In 1992, Pozzoli released the single "Sing Sing Sing Along (Around My Dream)", a remix of the original 1985 version, in Germany on the ZYX label. The Eurodance single "Don't Forget Me" was released in 1994 in Italy under PL and licensed in Germany under ZYX.

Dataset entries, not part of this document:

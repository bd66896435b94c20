use std::collections::{BTreeMap, VecDeque};
use std::sync::{Arc, Mutex};

use chrono::{DateTime, Utc};
use serde::{Deserialize, Serialize};
use uuid::Uuid;

use crate::domain::catalog::InventoryCatalog;
use crate::domain::selection::Selection;

pub const DEFAULT_ACTIVITY_CAPACITY: usize = 500;

#[derive(Clone, Debug, PartialEq, Eq, Serialize, Deserialize)]
#[serde(rename_all = "snake_case")]
pub enum ActivityKind {
    StylePicked,
    AddonToggled,
    TierChanged,
    CustomPrompt,
    Selection,
    RenderRequested,
    RenderDelivered,
    CheckoutStarted,
    SessionReset,
}

#[derive(Clone, Debug, PartialEq, Eq, Serialize, Deserialize)]
pub struct ActivityEntry {
    pub entry_id: String,
    pub kind: ActivityKind,
    pub summary: String,
    pub metadata: BTreeMap<String, String>,
    pub occurred_at: DateTime<Utc>,
}

impl ActivityEntry {
    pub fn new(kind: ActivityKind, summary: impl Into<String>) -> Self {
        Self {
            entry_id: Uuid::new_v4().to_string(),
            kind,
            summary: summary.into(),
            metadata: BTreeMap::new(),
            occurred_at: Utc::now(),
        }
    }

    /// `Selection: Luxe style for 150m2 project`
    pub fn for_selection(catalog: &InventoryCatalog, selection: &Selection) -> Self {
        let style_name = catalog
            .find_style(&selection.style_id)
            .map(|style| style.name.clone())
            .unwrap_or_else(|| selection.style_id.as_str().to_string());

        Self::new(
            ActivityKind::Selection,
            format!("Selection: {style_name} style for {}m2 project", selection.area_square_meters),
        )
        .with_metadata("style_id", selection.style_id.as_str())
        .with_metadata("tier", selection.complexity_tier.as_str())
        .with_metadata("addon_count", selection.addon_ids.len().to_string())
    }

    /// One entry per field that differs from `baseline`: style, each toggled add-on, then tier.
    pub fn changes_from(catalog: &InventoryCatalog, baseline: &Selection, selection: &Selection) -> Vec<Self> {
        let mut entries = Vec::new();

        if selection.style_id != baseline.style_id {
            let name = catalog
                .find_style(&selection.style_id)
                .map(|style| style.name.clone())
                .unwrap_or_else(|| selection.style_id.as_str().to_string());
            entries.push(
                Self::new(ActivityKind::StylePicked, format!("Style picked: {name}"))
                    .with_metadata("style_id", selection.style_id.as_str()),
            );
        }

        let toggled = selection
            .addon_ids
            .symmetric_difference(&baseline.addon_ids)
            .map(|addon_id| (addon_id, selection.addon_ids.contains(addon_id)));
        for (addon_id, selected) in toggled {
            let name = catalog
                .find_addon(addon_id)
                .map(|addon| addon.name.clone())
                .unwrap_or_else(|| addon_id.as_str().to_string());
            let verb = if selected { "selected" } else { "removed" };
            entries.push(
                Self::new(ActivityKind::AddonToggled, format!("Add-on {verb}: {name}"))
                    .with_metadata("addon_id", addon_id.as_str())
                    .with_metadata("selected", selected.to_string()),
            );
        }

        if selection.complexity_tier != baseline.complexity_tier {
            entries.push(
                Self::new(
                    ActivityKind::TierChanged,
                    format!("Complexity tier: {}", selection.complexity_tier.display_label()),
                )
                .with_metadata("tier", selection.complexity_tier.as_str()),
            );
        }

        entries
    }

    pub fn with_metadata(mut self, key: impl Into<String>, value: impl Into<String>) -> Self {
        self.metadata.insert(key.into(), value.into());
        self
    }

    pub fn transcript_line(&self) -> String {
        format!("[{}] {}", self.occurred_at.format("%Y-%m-%d %H:%M:%S"), self.summary)
    }
}

pub trait ActivitySink: Send + Sync {
    fn record(&self, entry: ActivityEntry);
}

/// Bounded log; once full, the oldest entry is dropped for each new one.
#[derive(Clone)]
pub struct InMemoryActivityLog {
    entries: Arc<Mutex<VecDeque<ActivityEntry>>>,
    capacity: usize,
}

impl Default for InMemoryActivityLog {
    fn default() -> Self {
        Self::with_capacity(DEFAULT_ACTIVITY_CAPACITY)
    }
}

impl InMemoryActivityLog {
    pub fn with_capacity(capacity: usize) -> Self {
        let capacity = capacity.max(1);
        Self { entries: Arc::new(Mutex::new(VecDeque::with_capacity(capacity))), capacity }
    }

    pub fn entries(&self) -> Vec<ActivityEntry> {
        match self.entries.lock() {
            Ok(entries) => entries.iter().cloned().collect(),
            Err(poisoned) => poisoned.into_inner().iter().cloned().collect(),
        }
    }

    /// Most recent `limit` entries as transcript lines, oldest first.
    pub fn transcript(&self, limit: usize) -> Vec<String> {
        let entries = self.entries();
        let skip = entries.len().saturating_sub(limit);
        entries.iter().skip(skip).map(ActivityEntry::transcript_line).collect()
    }

    pub fn len(&self) -> usize {
        match self.entries.lock() {
            Ok(entries) => entries.len(),
            Err(poisoned) => poisoned.into_inner().len(),
        }
    }

    pub fn is_empty(&self) -> bool {
        self.len() == 0
    }
}

impl ActivitySink for InMemoryActivityLog {
    fn record(&self, entry: ActivityEntry) {
        let mut entries = match self.entries.lock() {
            Ok(entries) => entries,
            Err(poisoned) => poisoned.into_inner(),
        };
        while entries.len() >= self.capacity {
            entries.pop_front();
        }
        entries.push_back(entry);
    }
}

In 2005, Hot Steppaz remixed "Around My Dream"; the single was released in Germany on the Dance Street label. He sung the Italian opening of the anime Hunter × Hunter, composed by Giorgio Vanni.

== Discography ==
=== Albums ===
- Around My Dream (1987)

===Singles===
- 1984 - "Mad Desire" (performed vocals on this song of Den Harrow) - ITA #15
- 1985 - "Around My Dream" - FRA #21, GER #9, NL #21, SWI #25, BEL #20, SA #1
- 1985 - "Step by Step" - NL #18, BEL #19, SA #12
- 1986 - "Around My Dream" (Remix)
- 1986 - "From You to Me"
- 1987 - "Pretty Baby"
- 1987 - "Chica Boom"
- 1987 - "Cross My Heart" (Many Records)
- 1987 - "Take My Heart"
- 1988 - "Let Me Be Your Love" (co-written with David Lyme and released under the name Silver)
- 1988 - "Love Is the Best" (TIME Records)
- 1992 - "With or Without You"
- 1992 - "Sing Sing Sing Along" (ZYX)
- 1993 - "Around My Dream '93"
- 1994 - "Don't Forget Me" (ZYX)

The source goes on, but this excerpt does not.